The largest single-site maternity unit in the UK is being planned in Leeds as part of the development of two new hospitals on the Leeds General Infirmary site.
The centre, which will link the planned new Leeds Children’s Hospital and new hospital for adults, will have the capacity to deliver up to 10,500 babies a year and will provide care for mothers and their babies from across Yorkshire and the North of England.
Centralising services will also bring about safer care for mothers and their babies by providing specialist services and facilities under one roof. These are currently delivered across two sites at St James’s Hospital and Leeds General Infirmary.
Currently, the teams need to transfer babies the 1.5 miles between sites when they need specialist care, separating families and using up staff time and resources.
Keeping families together is a key benefit of the plan and will mean more staff are free to deliver clinical care for patients.
The new hospitals, planned in a single building at Leeds General Infirmary, are currently being designed, with building work expected to be commence in 2024 and completion planned between 2026-2028 as part of the Government’s New Hospitals Programme commitment to deliver 40 new hospitals by 2030.
Dr Kelly Cohen, clinical director for women’s services at Leeds Teaching Hospitals NHS Trust, said the new maternity centre would ‘overnight’ provide a better experience for patients and staff.
“We will be able to provide integrated family care like we have never been able to do before, which is a key part of the new hospital design,” she added.
“Mums and dads will be able to look after their babies with the neonatal teams there to support and help them.”
The building has been designed to provide a more-intimate and less-clinical environment for patients and their families
The new centre will provide the following benefits:
- A new purpose-built induction and labour suite
- Four new state-of-the-art theatre units, one dedicated to planned Caesarean sections
- A midwife-led unit
- A consultant-led birth unit for higher-risk mothers
- Two new large maternity wards with space for partners to stay
Many of the babies born in Leeds need specialist care after birth. And, being linked so closely to the new children’s hospital ensures families receive seamless care from pregnancy, birth, and into childhood and adulthood, all in the same place.
For post-natal patients there will be spacious maternity wards, with en-suite single rooms and space for partners to stay.
Dr Cohen said: “It means that parents will be starting or growing their family life in their own private space, which is great for infection control, but also means they can get to bond with their new baby in a private room with their own bathroom.”
Monica Saikia, a solicitor from Scarcroft, Leeds, was one of those expectant mothers who had to be transferred from St James’ Hospital when she was admitted at 20 weeks and 23 weeks due to complications.
As there were no neonatal intensive care cots available at Leeds General Infirmary she said it was a waiting game to see where she would be transferred to.
“In the interim, all we could do was hope and pray that our daughter did not arrive until such time as we knew which hospital could accommodate her,” she said.
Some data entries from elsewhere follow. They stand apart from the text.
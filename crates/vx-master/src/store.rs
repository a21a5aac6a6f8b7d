//! Persistent store collaborator for spooled segments.

use std::fs::{self, File};
use std::io::{BufWriter, Write};
use std::path::{Path, PathBuf};

use thiserror::Error;

use crate::spool::Segment;
use crate::wav::write_wav;

#[derive(Debug, Error)]
pub enum StoreError {
    #[error("I/O error: {0}")]
    Io(#[from] std::io::Error),
}

/// Durable destination for finished segments.
pub trait SegmentStore {
    fn persist(&mut self, segment: &Segment) -> Result<(), StoreError>;
}

/// Writes each segment as `<dir>/<name>.wav` (16-bit PCM).
#[derive(Clone, Debug)]
pub struct WavDirStore {
    dir: PathBuf,
}

impl WavDirStore {
    /// Open a store rooted at `dir`, creating the directory if needed.
    pub fn new(dir: impl Into<PathBuf>) -> Result<Self, StoreError> {
        let dir = dir.into();
        fs::create_dir_all(&dir)?;
        Ok(Self { dir })
    }

    pub fn dir(&self) -> &Path {
        &self.dir
    }

    /// File a segment named `name` is written to.
    pub fn path_for(&self, name: &str) -> PathBuf {
        let stem: String = name
            .chars()
            .map(|c| if c.is_ascii_alphanumeric() || c == '-' || c == '_' { c } else { '_' })
            .collect();
        let stem = if stem.is_empty() { "segment".to_string() } else { stem };
        self.dir.join(stem).with_extension("wav")
    }
}

impl SegmentStore for WavDirStore {
    fn persist(&mut self, segment: &Segment) -> Result<(), StoreError> {
        let path = self.path_for(&segment.name);
        let mut w = BufWriter::new(File::create(&path)?);
        write_wav(&mut w, &segment.samples, segment.channels, segment.sample_rate)?;
        w.flush()?;
        tracing::debug!(path = %path.display(), frames = segment.frames(), "wrote segment");
        Ok(())
    }
}
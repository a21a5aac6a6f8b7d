//! Legacy multi-track score format.
//!
//! ```text
//! [ { "info": { .. },
//!     "data": { "<track>": { "<id>": { loadtime, pitch, volume, time, lyric }, .. }, .. } } ]
//! ```
//!
//! Numeric fields may be numbers or numeric strings. Values that do not
//! coerce become NaN (times) or 0 (pitch, volume) rather than failing.

use std::cmp::Ordering;

use serde_json::{Map, Value};
use vx_ir::Note;

use crate::FormatError;

/// A parsed legacy score.
#[derive(Clone, Debug)]
pub struct LegacyScore {
    /// Score metadata, passed through untouched
    pub info: Map<String, Value>,
    pub tracks: Vec<LegacyTrack>,
}

/// One track of a legacy score, notes in entry-id order.
#[derive(Clone, Debug)]
pub struct LegacyTrack {
    pub name: String,
    pub notes: Vec<Note>,
}

impl LegacyScore {
    /// Total number of notes across all tracks.
    pub fn note_count(&self) -> usize {
        self.tracks.iter().map(|t| t.notes.len()).sum()
    }

    /// Flatten all tracks into one sequence, stably ordered by start time.
    pub fn into_notes(self) -> Vec<Note> {
        let mut notes: Vec<Note> = self.tracks.into_iter().flat_map(|t| t.notes).collect();
        notes.sort_by(|a, b| a.start_time.total_cmp(&b.start_time));
        notes
    }
}

/// Parse a legacy score document.
pub fn parse_legacy_score(json: &str) -> Result<LegacyScore, FormatError> {
    let value: Value = serde_json::from_str(json)?;
    let items = value.as_array().ok_or(FormatError::NotASequence)?;
    let first = items.first().ok_or(FormatError::EmptyScore)?;

    let info = first
        .get("info")
        .and_then(Value::as_object)
        .ok_or(FormatError::MissingField("info"))?;
    let data = first
        .get("data")
        .and_then(Value::as_object)
        .ok_or(FormatError::MissingField("data"))?;

    let tracks = data
        .iter()
        .filter_map(|(name, entries)| match entries.as_object() {
            Some(entries) => Some(parse_track(name, entries)),
            None => {
                tracing::warn!(track = %name, "legacy track is not a mapping; skipped");
                None
            }
        })
        .collect();

    Ok(LegacyScore {
        info: info.clone(),
        tracks,
    })
}

fn parse_track(name: &str, entries: &Map<String, Value>) -> LegacyTrack {
    let mut keyed: Vec<(&String, Note)> = entries
        .iter()
        .map(|(id, fields)| (id, parse_entry(fields)))
        .collect();
    // Entry ids are usually integers; order them numerically, not lexically.
    keyed.sort_by(|(a, _), (b, _)| match (a.parse::<u64>(), b.parse::<u64>()) {
        (Ok(x), Ok(y)) => x.cmp(&y),
        (Ok(_), Err(_)) => Ordering::Less,
        (Err(_), Ok(_)) => Ordering::Greater,
        (Err(_), Err(_)) => a.cmp(b),
    });

    LegacyTrack {
        name: name.to_string(),
        notes: keyed.into_iter().map(|(_, note)| note).collect(),
    }
}

fn parse_entry(fields: &Value) -> Note {
    let loadtime = coerce_f64(fields.get("loadtime"));
    let time = coerce_f64(fields.get("time"));
    let lyric = coerce_string(fields.get("lyric"));

    Note::new(&lyric, loadtime, loadtime + time)
        .with_pitch(coerce_i32(fields.get("pitch")))
        .with_volume(coerce_volume(fields.get("volume")))
        .with_lyric(&lyric)
}

fn coerce_f64(value: Option<&Value>) -> f64 {
    match value {
        Some(Value::Number(n)) => n.as_f64().unwrap_or(f64::NAN),
        Some(Value::String(s)) => s.trim().parse().unwrap_or(f64::NAN),
        Some(Value::Bool(b)) => f64::from(u8::from(*b)),
        _ => f64::NAN,
    }
}

// Saturating casts: NaN coerces to 0.
fn coerce_i32(value: Option<&Value>) -> i32 {
    coerce_f64(value) as i32
}

fn coerce_volume(value: Option<&Value>) -> u8 {
    coerce_f64(value).clamp(0.0, 100.0) as u8
}

fn coerce_string(value: Option<&Value>) -> String {
    match value {
        Some(Value::String(s)) => s.clone(),
        Some(Value::Null) | None => String::new(),
        Some(other) => other.to_string(),
    }
}

#[cfg(test)]
mod tests {
    use super::*;

    const SCORE: &str = r#"[
        {
            "info": { "title": "test", "bpm": 120 },
            "data": {
                "track1": {
                    "10": { "loadtime": 2.0, "pitch": 64, "volume": 80, "time": 0.5, "lyric": "u" },
                    "2":  { "loadtime": "1.0", "pitch": "62", "volume": "90", "time": "0.5", "lyric": "i" },
                    "1":  { "loadtime": 0, "pitch": 60, "volume": 100, "time": 1, "lyric": "a" }
                },
                "track2": {
                    "1": { "loadtime": 0.5, "pitch": 48, "volume": 50, "time": 0.25, "lyric": "o" }
                }
            }
        }
    ]"#;

    #[test]
    fn parses_tracks_in_numeric_id_order() {
        let score = parse_legacy_score(SCORE).unwrap();
        assert_eq!(score.info["title"], "test");
        assert_eq!(score.tracks.len(), 2);
        assert_eq!(score.note_count(), 4);

        let lyrics: Vec<&str> = score.tracks[0].notes.iter().map(|n| n.lyric.as_str()).collect();
        assert_eq!(lyrics, vec!["a", "i", "u"]);
    }

    #[test]
    fn coerces_numeric_strings() {
        let score = parse_legacy_score(SCORE).unwrap();
        let note = &score.tracks[0].notes[1];
        assert_eq!(note.start_time, 1.0);
        assert_eq!(note.end_time, 1.5);
        assert_eq!(note.duration, 0.5);
        assert_eq!(note.pitch, 62);
        assert_eq!(note.volume, 90);
        assert_eq!(note.phoneme, "i");
    }

    #[test]
    fn into_notes_merges_tracks_by_start_time() {
        let notes = parse_legacy_score(SCORE).unwrap().into_notes();
        let order: Vec<&str> = notes.iter().map(|n| n.phoneme.as_str()).collect();
        assert_eq!(order, vec!["a", "o", "i", "u"]);
    }

    #[test]
    fn unparseable_numbers_become_nan() {
        let score = parse_legacy_score(
            r#"[{ "info": {}, "data": { "t": { "1": { "loadtime": "soon", "pitch": "high", "volume": null, "time": 1, "lyric": "a" } } } }]"#,
        )
        .unwrap();
        let note = &score.tracks[0].notes[0];
        assert!(note.start_time.is_nan());
        assert_eq!(note.pitch, 0);
        assert_eq!(note.volume, 0);
    }

    #[test]
    fn empty_sequence_rejected() {
        let err = parse_legacy_score("[]").unwrap_err();
        assert!(matches!(err, FormatError::EmptyScore));
        assert_eq!(err.code(), 400);
    }

    #[test]
    fn non_sequence_rejected() {
        let err = parse_legacy_score(r#"{ "info": {}, "data": {} }"#).unwrap_err();
        assert!(matches!(err, FormatError::NotASequence));
    }

    #[test]
    fn missing_info_rejected() {
        let err = parse_legacy_score(r#"[{ "data": {} }]"#).unwrap_err();
        assert!(matches!(err, FormatError::MissingField("info")));
    }

    #[test]
    fn missing_data_rejected() {
        let err = parse_legacy_score(r#"[{ "info": {} }]"#).unwrap_err();
        assert!(matches!(err, FormatError::MissingField("data")));
    }

    #[test]
    fn non_mapping_track_skipped() {
        let score = parse_legacy_score(r#"[{ "info": {}, "data": { "bad": [1, 2] } }]"#).unwrap();
        assert!(score.tracks.is_empty());
    }
}
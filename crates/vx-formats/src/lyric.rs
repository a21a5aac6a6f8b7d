//! Lyric documents: parallel phoneme / start / end sequences.

use serde::Deserialize;

use crate::{check_interval, FormatError};

/// One timed phoneme from a lyric document.
#[derive(Clone, Debug, PartialEq)]
pub struct LyricEntry {
    pub phoneme: String,
    pub start_time: f64,
    pub end_time: f64,
    pub duration: f64,
}

#[derive(Deserialize)]
struct LyricDocument {
    phonemes: Option<Vec<String>>,
    start_times: Option<Vec<f64>>,
    end_times: Option<Vec<f64>>,
}

/// Parse `{ phonemes: [..], start_times: [..], end_times: [..] }`.
///
/// The three sequences must be present and of equal length.
pub fn parse_lyric(json: &str) -> Result<Vec<LyricEntry>, FormatError> {
    let doc: LyricDocument = serde_json::from_str(json)?;

    let phonemes = doc.phonemes.ok_or(FormatError::MissingField("phonemes"))?;
    let starts = doc.start_times.ok_or(FormatError::MissingField("start_times"))?;
    let ends = doc.end_times.ok_or(FormatError::MissingField("end_times"))?;

    if starts.len() != phonemes.len() {
        return Err(FormatError::LengthMismatch {
            field: "start_times",
            expected: phonemes.len(),
            actual: starts.len(),
        });
    }
    if ends.len() != phonemes.len() {
        return Err(FormatError::LengthMismatch {
            field: "end_times",
            expected: phonemes.len(),
            actual: ends.len(),
        });
    }

    phonemes
        .into_iter()
        .zip(starts.into_iter().zip(ends))
        .enumerate()
        .map(|(index, (phoneme, (start_time, end_time)))| {
            check_interval(index, start_time, end_time)?;
            Ok(LyricEntry {
                phoneme,
                start_time,
                end_time,
                duration: end_time - start_time,
            })
        })
        .collect()
}
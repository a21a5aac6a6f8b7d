//! Playback configuration.

use serde::{Deserialize, Serialize};

/// Playback parameters read by the renderer.
///
/// Replaced wholesale by the controller; the renderer never sees a
/// partially updated value.
#[derive(Clone, Copy, Debug, PartialEq, Serialize, Deserialize)]
#[serde(default)]
pub struct PlaybackConfig {
    /// Pitch offset in percent of the pitch ratio (0 = unchanged)
    pub pitch_offset: f32,
    /// Master volume multiplier
    pub volume: f32,
    /// Playback speed. Carried for the controlling side; the renderer plays at 1.0.
    pub speed: f32,
}

impl Default for PlaybackConfig {
    fn default() -> Self {
        Self {
            pitch_offset: 0.0,
            volume: 1.0,
            speed: 1.0,
        }
    }
}

impl PlaybackConfig {
    pub fn with_pitch_offset(mut self, pitch_offset: f32) -> Self {
        self.pitch_offset = pitch_offset;
        self
    }

    pub fn with_volume(mut self, volume: f32) -> Self {
        self.volume = volume;
        self
    }
}
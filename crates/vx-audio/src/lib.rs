//! Audio device backends for voxline.

mod cpal_backend;
mod offline;
mod traits;

pub use cpal_backend::{CpalOutput, Handoff, HANDOFF_CAPACITY};
pub use offline::OfflineDevice;
pub use traits::{AudioDevice, DeviceClock, InitializationError};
“Eliminating the need to move between hospitals will no doubt be a welcomed move for all expectant mothers and I certainly would have preferred this.“Having a child is a stressful situation and by having all services under one roof, it will inevitably reduce the level of anxiety for expectant mothers.”
The design of the maternity centre has not only came about via feedback from the public consultation carried out in 2019-20, but also via patient groups like the Maternity Voices Partnership.
Their main driving force has been on increasing the chances of good outcomes for mothers and families with patients controlling their own environment and privacy.
Aneira Thomas, chairman of the Leeds Maternity Voices Partnership, said: “Removing the need to transfer expectant mothers between St James’s Hospital and Leeds General Infirmary if they encounter a problem is going to be a good thing.
“Not everyone likes change, and there has been some apprehension about things like parking on the new hospital site, but having all the expertise in one centre is seen as a real benefit.”